use std::time::Duration;

/// Formats bytes as uppercase hexadecimal pairs separated by spaces.
pub(crate) fn format_hex(bytes: &[u8]) -> String {
    if bytes.is_empty() {
        return "<empty>".to_string();
    }

    bytes
        .iter()
        .map(|value| format!("{value:02X}"))
        .collect::<Vec<_>>()
        .join(" ")
}

/// Formats an optional RSSI for terminal output.
pub(crate) fn format_rssi(rssi: Option<i16>) -> String {
    rssi.map_or_else(|| "-".to_string(), |value| format!("{value} dBm"))
}

/// Formats the age of the last update, truncated to whole seconds.
pub(crate) fn format_age(age: Option<Duration>) -> String {
    age.map_or_else(
        || "never".to_string(),
        |age| {
            let whole = Duration::from_secs(age.as_secs());
            format!("{} ago", humantime::format_duration(whole))
        },
    )
}

#[cfg(test)]
mod tests {
    use pretty_assertions::assert_eq;
    use rstest::rstest;

    use super::*;

    #[test]
    fn format_hex_handles_empty_payload() {
        assert_eq!("<empty>", format_hex(&[]));
    }

    #[test]
    fn format_hex_formats_uppercase_pairs() {
        assert_eq!("24 7C 27 40", format_hex(&[0x24, 0x7C, 0x27, 0x40]));
    }

    #[rstest]
    #[case(None, "-")]
    #[case(Some(-61), "-61 dBm")]
    fn format_rssi_renders_units(#[case] rssi: Option<i16>, #[case] expected: &str) {
        assert_eq!(expected, format_rssi(rssi));
    }

    #[rstest]
    #[case(None, "never")]
    #[case(Some(Duration::from_millis(2_750)), "2s ago")]
    #[case(Some(Duration::from_secs(0)), "0s ago")]
    #[case(Some(Duration::from_secs(75)), "1m 15s ago")]
    fn format_age_truncates_to_seconds(#[case] age: Option<Duration>, #[case] expected: &str) {
        assert_eq!(expected, format_age(age));
    }
}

_WHAT IS REQUIRED_: The entire listing is to be printed once more, word for word.

_TASK RESPONSE_:
use std::time::Duration;

/// Formats bytes as uppercase hexadecimal pairs separated by spaces.
pub(crate) fn format_hex(bytes: &[u8]) -> String {
    if bytes.is_empty() {
        return "<empty>".to_string();
    }

    bytes
        .iter()
        .map(|value| format!("{value:02X}"))
        .collect::<Vec<_>>()
        .join(" ")
}

/// Formats an optional RSSI for terminal output.
pub(crate) fn format_rssi(rssi: Option<i16>) -> String {
    rssi.map_or_else(|| "-".to_string(), |value| format!("{value} dBm"))
}

/// Formats the age of the last update, truncated to whole seconds.
pub(crate) fn format_age(age: Option<Duration>) -> String {
    age.map_or_else(
        || "never".to_string(),
        |age| {
            let whole = Duration::from_secs(age.as_secs());
            format!("{} ago", humantime::format_duration(whole))
        },
    )
}

#[cfg(test)]
mod tests {
    use pretty_assertions::assert_eq;
    use rstest::rstest;

    use super::*;

    #[test]
    fn format_hex_handles_empty_payload() {
        assert_eq!("<empty>", format_hex(&[]));
    }

    #[test]
    fn format_hex_formats_uppercase_pairs() {
        assert_eq!("24 7C 27 40", format_hex(&[0x24, 0x7C, 0x27, 0x40]));
    }

    #[rstest]
    #[case(None, "-")]
    #[case(Some(-61), "-61 dBm")]
    fn format_rssi_renders_units(#[case] rssi: Option<i16>, #[case] expected: &str) {
        assert_eq!(expected, format_rssi(rssi));
    }

    #[rstest]
    #[case(None, "never")]
    #[case(Some(Duration::from_millis(2_750)), "2s ago")]
    #[case(Some(Duration::from_secs(0)), "0s ago")]
    #[case(Some(Duration::from_secs(75)), "1m 15s ago")]
    fn format_age_truncates_to_seconds(#[case] age: Option<Duration>, #[case] expected: &str) {
        assert_eq!(expected, format_age(age));
    }
}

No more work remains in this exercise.